I remember that thread and may have contributed to it. Ate horse while in Europe. Found it quite tasty.


----------



## Dustin (Apr 20, 2011)

Lisa in WA said:


> Be the change you want to see.
> Have you been starting a lot of informative threads, yourself?


Nope. Not the point at all and deflecting. 

As I mentioned, I was an information sponge. The homesteading information has dramatically decreased. Simple as that folks. I’m sure some don’t mind either way or prefer the new forum content/style.

I don’t.


----------



## Lisa in WA (Oct 11, 2004)

Dustin said:


> Nope. Not the point at all and deflecting.
> 
> As I mentioned, I was an information sponge. The homesteading information has dramatically decreased. Simple as that folks. I’m sure some don’t mind either way or prefer the new forum content/style.
> 
> I don’t.


Actually, it sounds like you are deflecting. 
You come on here griping about a forum that you don’t bother contributing to, just proudly proclaim yourself an “information sponge” and we are all supposed to be wowed by your insight? If you want it to be something else, contribute. Or go mooch somewhere else.


----------



## CajunSunshine (Apr 24, 2007)

Wow.


----------



## arabian knight (Dec 19, 2005)

Ya wow,, that sure wasn't call for. Seems some better take a chill pill themselves eh?


----------



## Clem (Apr 12, 2016)

Reading the quoted poster's other 2 comments in this thread, seems to me that Lisa is right.

While his statements are basically factual, it is also factual that he claims to not participate very much.
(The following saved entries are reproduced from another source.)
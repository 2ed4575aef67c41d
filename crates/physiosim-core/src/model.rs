//! Two-variable cardiovascular model: blood pressure and heart rate.

use ode_solvers::{System, Vector2};

use crate::scenario::ParameterVector;

/// `(BP, HR)` at one instant.
pub type StateVector = Vector2<f64>;

pub const INITIAL_BP: f64 = 120.0;
pub const INITIAL_HR: f64 = 75.0;

/// Passive BP decay rate.
const BP_DECAY: f64 = 0.1;
/// HR relaxation rate toward `RESTING_HR`.
const HR_DECAY: f64 = 0.05;
const RESTING_HR: f64 = 70.0;

/// Same initial condition for every scenario.
pub fn initial_state() -> StateVector {
    StateVector::new(INITIAL_BP, INITIAL_HR)
}

#[derive(Debug, Clone, Copy, PartialEq)]
pub struct CardiovascularModel {
    pub params: ParameterVector,
}

impl CardiovascularModel {
    pub fn new(params: ParameterVector) -> Self {
        Self { params }
    }

    /// dBP/dt = k1 * (HR * resistance) - blood_loss - 0.1 * BP
    /// dHR/dt = k2 * (set_point - BP) - 0.05 * (HR - 70)
    pub fn derivative(&self, y: &StateVector) -> StateVector {
        let p = &self.params;
        let (bp, hr) = (y[0], y[1]);
        let d_bp = p.k1 * (hr * p.resistance) - p.blood_loss - BP_DECAY * bp;
        let d_hr = p.k2 * (p.set_point - bp) - HR_DECAY * (hr - RESTING_HR);
        StateVector::new(d_bp, d_hr)
    }
}

impl System<f64, StateVector> for CardiovascularModel {
    fn system(&self, _t: f64, y: &StateVector, dy: &mut StateVector) {
        *dy = self.derivative(y);
    }
}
He also promotes Youtube, and a couple of other forums as being better, in a move that historically is unacceptable upon by all forums.

Kinda like telling your wife that her cookies aren't nearly as good as the 42 year old neighbor widow up the road's cookies. Furthermore, you'd prefer to watch cookies being made on the internet. 

It just isn't good form


----------



## painterswife (Jun 7, 2004)

If we want this site to move towards it former glory then we need to understand why people might not join or might not post after they join. Those of us that have been here for years have a certain way of viewing HT. We need to consider the opinions of others. While I admit his posts put my back up right away, I did not respond like others have because it I don't believe it would be inviting to new posters or lurkers to attack their opinions in that way.


----------



## HDRider (Jul 21, 2011)

I have always found the other HT forums on sheep, cattle and chickens to be an invaluable source of assistance.

There are some special people here I will always be indebted to.

GC and Politics are simply an added bonus of entertainment, and information on how varied opinions can truly be.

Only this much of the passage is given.